« Quand fut accompli le temps prescrit par la loi de Moïse … » (Lc 2, 22). La célébration de cette fête de la Présentation du Seigneur selon la stricte chronologie biblique, quarante jours après la naissance de tout enfant mâle, vient en quelque sorte interrompre le déroulement régulier de l’année liturgique, ou du moins y marquer une pause. Alors que nous avons déjà vu l’homme adulte Jésus entamer sa mission et annoncer la bonne nouvelle du Royaume, cette fête nous ramène, pour un instant tout au moins, aux joies de la Sainte Enfance. C’est qu’à l’exemple de la Vierge Marie (Lc 2, 19. 51), l’Église garde toutes ces choses en son cœur, les médite et nous invite à faire de même. C’est donc avec joie que nous retrouvons comme en filigrane, dans les propos de Syméon, ‒ « lumière pour éclairer les nations et gloire de ton peuple Israël » (Lc 2, 32), ‒ l’adoration des bergers et des mages, le renouvellement de l’Alliance et l’universalisme du salut annoncés par le prophète Isaïe. Contemplant les merveilles du passé, la liturgie, à la suite des Saintes Écritures, porte un regard prophétique sur l’avenir, dans cet aujourd’hui qui nous rend contemporains du mystère célébré. Ce n’est pas pour rien que le bienheureux Columba Marmion, aussi liturgique que mystique, voyait en cet épisode de la vie de Jésus « l’offertoire du sacrifice qui serait offert au Calvaire ». C’est qu’en plus des deux tourterelles prescrites par la Loi pour la purification, c’est l’Agneau véritable, « celui qui enlève le péché du monde » (Jn 1, 29) qui est aujourd’hui présenté au Seigneur.

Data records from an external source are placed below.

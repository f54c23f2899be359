//! Declarative column configuration.

use crate::error::InputError;
use crate::model::Column;

/// How a column's filter matches rows.
#[derive(Debug, Clone, PartialEq, Eq)]
pub enum FilterKind {
    /// Free text, matched as a case-sensitive substring.
    Substring,
    /// Multi-select over a fixed vocabulary, matched exactly.
    Inclusion {
        /// The options offered to the user, in display order.
        options: Vec<String>,
    },
}

impl FilterKind {
    /// Creates an inclusion filter over `options`.
    pub fn inclusion<I, S>(options: I) -> Self
    where
        I: IntoIterator<Item = S>,
        S: Into<String>,
    {
        Self::Inclusion {
            options: options.into_iter().map(Into::into).collect(),
        }
    }

    /// Returns the option vocabulary, if this is an inclusion filter.
    pub fn options(&self) -> Option<&[String]> {
        match self {
            Self::Substring => None,
            Self::Inclusion { options } => Some(options),
        }
    }
}

/// Configuration of one table column.
///
/// # Examples
///
/// ```
/// use morty_lib::model::Column;
/// use morty_lib::table::ColumnDef;
/// use morty_lib::table::FilterKind;
///
/// let name = ColumnDef::new(Column::Name).filter(FilterKind::Substring);
/// let status = ColumnDef::new(Column::Status)
///     .filter(FilterKind::inclusion(["Alive", "Dead", "unknown"]));
/// let id = ColumnDef::new(Column::Id).label("#").unsortable();
/// ```
#[derive(Debug, Clone, PartialEq, Eq)]
pub struct ColumnDef {
    pub column: Column,
    /// Header text.
    pub label: String,
    /// Filter behaviour, or `None` for an unfilterable column.
    pub filter: Option<FilterKind>,
    pub sortable: bool,
}

impl ColumnDef {
    /// Creates a sortable, unfilterable column with the default label.
    pub fn new(column: Column) -> Self {
        Self {
            column,
            label: column.label().to_string(),
            filter: None,
            sortable: true,
        }
    }

    /// Sets the header text.
    pub fn label(mut self, label: impl Into<String>) -> Self {
        self.label = label.into();
        self
    }

    /// Sets the filter behaviour.
    pub fn filter(mut self, kind: FilterKind) -> Self {
        self.filter = Some(kind);
        self
    }

    /// Disables sorting on this column.
    pub fn unsortable(mut self) -> Self {
        self.sortable = false;
        self
    }
}

/// The column table: which columns are shown, and how each filters and sorts.
#[derive(Debug, Clone, PartialEq, Eq)]
pub struct TableConfig {
    columns: Vec<ColumnDef>,
}

impl TableConfig {
    pub fn new(columns: Vec<ColumnDef>) -> Self {
        Self { columns }
    }

    /// The character table: name search plus status, species and gender pickers.
    pub fn characters() -> Self {
        Self::new(vec![
            ColumnDef::new(Column::Name).filter(FilterKind::Substring),
            ColumnDef::new(Column::Status)
                .filter(FilterKind::inclusion(["Alive", "Dead", "unknown"])),
            ColumnDef::new(Column::Species).filter(FilterKind::inclusion([
                "Human",
                "Alien",
                "Mythological Creature",
                "Humanoid",
                "Poopybutthole",
            ])),
            ColumnDef::new(Column::Gender)
                .filter(FilterKind::inclusion(["Female", "Male", "unknown"])),
        ])
    }

    pub fn columns(&self) -> &[ColumnDef] {
        &self.columns
    }

    /// Returns the definition of `column`, if it is part of the table.
    pub fn get(&self, column: Column) -> Option<&ColumnDef> {
        self.columns.iter().find(|def| def.column == column)
    }

    /// Checks that `column` takes free-text filters.
    pub fn check_text_filter(&self, column: Column) -> Result<(), InputError> {
        match self.filter_kind(column)? {
            FilterKind::Substring => Ok(()),
            FilterKind::Inclusion { .. } => Err(InputError::FilterKindMismatch { column }),
        }
    }

    /// Checks that `option` is in `column`'s option vocabulary.
    pub fn check_filter_option(&self, column: Column, option: &str) -> Result<(), InputError> {
        match self.filter_kind(column)? {
            FilterKind::Substring => Err(InputError::FilterKindMismatch { column }),
            FilterKind::Inclusion { options } if options.iter().any(|o| o == option) => Ok(()),
            FilterKind::Inclusion { .. } => Err(InputError::UnknownOption {
                column,
                value: option.to_string(),
            }),
        }
    }

    /// Checks that `column` is part of the table and sortable.
    pub fn check_sortable(&self, column: Column) -> Result<(), InputError> {
        match self.get(column) {
            Some(def) if def.sortable => Ok(()),
            _ => Err(InputError::NotSortable { column }),
        }
    }

    fn filter_kind(&self, column: Column) -> Result<&FilterKind, InputError> {
        self.get(column)
            .and_then(|def| def.filter.as_ref())
            .ok_or(InputError::NotFilterable { column })
    }
}

impl Default for TableConfig {
    fn default() -> Self {
        Self::characters()
    }
}

#[cfg(test)]
mod tests {
    use super::*;

    #[test]
    fn test_character_table_layout() {
        let config = TableConfig::characters();
        let ids: Vec<_> = config.columns().iter().map(|def| def.column.id()).collect();
        assert_eq!(ids, vec!["name", "status", "species", "gender"]);
        assert_eq!(config.get(Column::Name).unwrap().filter, Some(FilterKind::Substring));
        assert_eq!(
            config.get(Column::Gender).unwrap().filter.as_ref().unwrap().options().unwrap(),
            ["Female", "Male", "unknown"]
        );
    }

    #[test]
    fn test_filter_checks() {
        let config = TableConfig::characters();

        assert!(config.check_text_filter(Column::Name).is_ok());
        assert_eq!(
            config.check_text_filter(Column::Status),
            Err(InputError::FilterKindMismatch { column: Column::Status })
        );
        assert!(config.check_filter_option(Column::Species, "Alien").is_ok());
        assert_eq!(
            config.check_filter_option(Column::Species, "Robot"),
            Err(InputError::UnknownOption {
                column: Column::Species,
                value: "Robot".into()
            })
        );
        assert_eq!(
            config.check_text_filter(Column::Origin),
            Err(InputError::NotFilterable { column: Column::Origin })
        );
    }

    #[test]
    fn test_sortable_check() {
        let config = TableConfig::new(vec![
            ColumnDef::new(Column::Id).unsortable(),
            ColumnDef::new(Column::Name),
        ]);
        assert!(config.check_sortable(Column::Name).is_ok());
        assert!(config.check_sortable(Column::Id).is_err());
        assert!(config.check_sortable(Column::Gender).is_err());
    }
}
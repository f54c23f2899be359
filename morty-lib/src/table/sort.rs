//! Single-column sort state.

use crate::model::Column;
use crate::model::Records;
use crate::model::RowId;

/// Sort direction.
#[derive(Debug, Clone, Copy, PartialEq, Eq)]
pub enum Direction {
    /// Ascending order (A-Z, 0-9).
    Asc,
    /// Descending order (Z-A, 9-0).
    Desc,
}

/// At most one active sort column. `None` means source order.
#[derive(Debug, Clone, Copy, Default, PartialEq, Eq)]
pub struct SortState {
    active: Option<(Column, Direction)>,
}

impl SortState {
    pub fn new() -> Self {
        Self::default()
    }

    /// Sorts by `column` in `direction`.
    pub fn by(column: Column, direction: Direction) -> Self {
        Self {
            active: Some((column, direction)),
        }
    }

    pub fn active(&self) -> Option<(Column, Direction)> {
        self.active
    }

    /// Returns the direction `column` is sorted in, if it is the sort column.
    pub fn direction_of(&self, column: Column) -> Option<Direction> {
        self.active
            .filter(|(active, _)| *active == column)
            .map(|(_, direction)| direction)
    }

    /// Header click: unsorted, then ascending, then descending, then unsorted.
    ///
    /// Clicking a different column starts it at ascending.
    pub fn toggle(&mut self, column: Column) {
        self.active = match self.direction_of(column) {
            None => Some((column, Direction::Asc)),
            Some(Direction::Asc) => Some((column, Direction::Desc)),
            Some(Direction::Desc) => None,
        };
    }

    /// Stably sorts `rows` by the active column. Equal values keep their order.
    pub fn apply(&self, records: &Records, rows: &mut [RowId]) {
        let Some((column, direction)) = self.active else {
            return;
        };

        rows.sort_by(|a, b| {
            let ordering = column.value(&records[*a]).compare(&column.value(&records[*b]));
            match direction {
                Direction::Asc => ordering,
                Direction::Desc => ordering.reverse(),
            }
        });
    }
}
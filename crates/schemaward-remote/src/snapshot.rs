//! On-demand fetching of the remote schema aggregate.

use std::time::Duration;

use tokio::time::Instant;

use crate::client::{RemoteError, Result, SchemaClient};
use crate::wire::SchemaAggregate;

/// Fetches a fresh aggregate per call. Nothing is cached between calls.
#[derive(Clone)]
pub struct SnapshotAccessor {
    client: SchemaClient,
    timeout: Duration,
}

impl SnapshotAccessor {
    pub fn new(client: SchemaClient, timeout: Duration) -> Self {
        Self { client, timeout }
    }

    /// One remote call bounded by the accessor's own timeout.
    pub async fn fetch(&self) -> Result<SchemaAggregate> {
        self.fetch_until(Instant::now() + self.timeout).await
    }

    /// One remote call bounded by an operation-wide deadline.
    pub async fn fetch_until(&self, deadline: Instant) -> Result<SchemaAggregate> {
        tokio::time::timeout_at(deadline, self.client.fetch_schema())
            .await
            .map_err(|_| RemoteError::Timeout {
                operation: "schema fetch",
                after: self.timeout,
            })?
    }
}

« Quand fut accompli le temps prescrit par la loi de Moïse … » On ne saurait trop souligner l’observance de la Loi qui est ici mentionnée à plusieurs reprises. C’est bien qu’une fois venue la plénitude des temps, « Dieu a envoyé son Fils, né d’une femme, né sujet de la Loi, afin de racheter les sujets de la Loi, afin de nous conférer l’adoption filiale », comme l’écrit saint Paul aux Galates (4, 4-5). Et l’auteur de la lettre aux Hébreux précise que le Fils de Dieu devait « se rendre en tout semblable à ses frères, pour devenir un grand prêtre miséricordieux » (He 2, 17). Voilà qui éclaire peut-être d’un jour nouveau le sacerdoce chrétien puisqu’il ne s’agit plus tant d’être mis à part que d’être semblable à ses frères en conformité au Christ, dans le service plus que dans l’exercice du pouvoir. Remarquons aussi que dans cet épisode de la Présentation au Temple où les prêtres avaient un rôle à jouer, pas un d’entre eux n’est mentionné. C’est Syméon, qui n’est pas prêtre quoi qu’en ait dit la tradition ultérieure, c’est Syméon, « homme juste et pieux » qui, poussé par l’Esprit Saint, vient au-devant de l’enfant Jésus, bientôt rejoint par la prophétesse Anne. Mais n’est-ce pas tout le peuple de Dieu qui est une « royauté de prêtres » ? Ne lisons-nous pas dans l’Apocalypse (1, 5b-6), en écho à d’autres textes de l’Écriture, que le Christ « nous aime et nous a lavés de nos péchés par son sang, [qu’] il a fait de nous une Royauté de Prêtres, pour son Dieu et Père » ? Se faisant semblable à nous afin d’être en mesure d’exercer le sacerdoce suprême de la miséricorde, ne vient-il pas consacrer le sacerdoce commun de l’ensemble du peuple de Dieu ? C’est à nous tous, au nom de ce Jésus, salut de Dieu pour tous les hommes, qu’il est demandé d’être proches les uns des autres, d’être miséricordieux les uns envers les autres, et « de porter secours à ceux qui subissent une épreuve » (He 2, 18). Ne manquons pas notre mission dans l’Église et dans le monde.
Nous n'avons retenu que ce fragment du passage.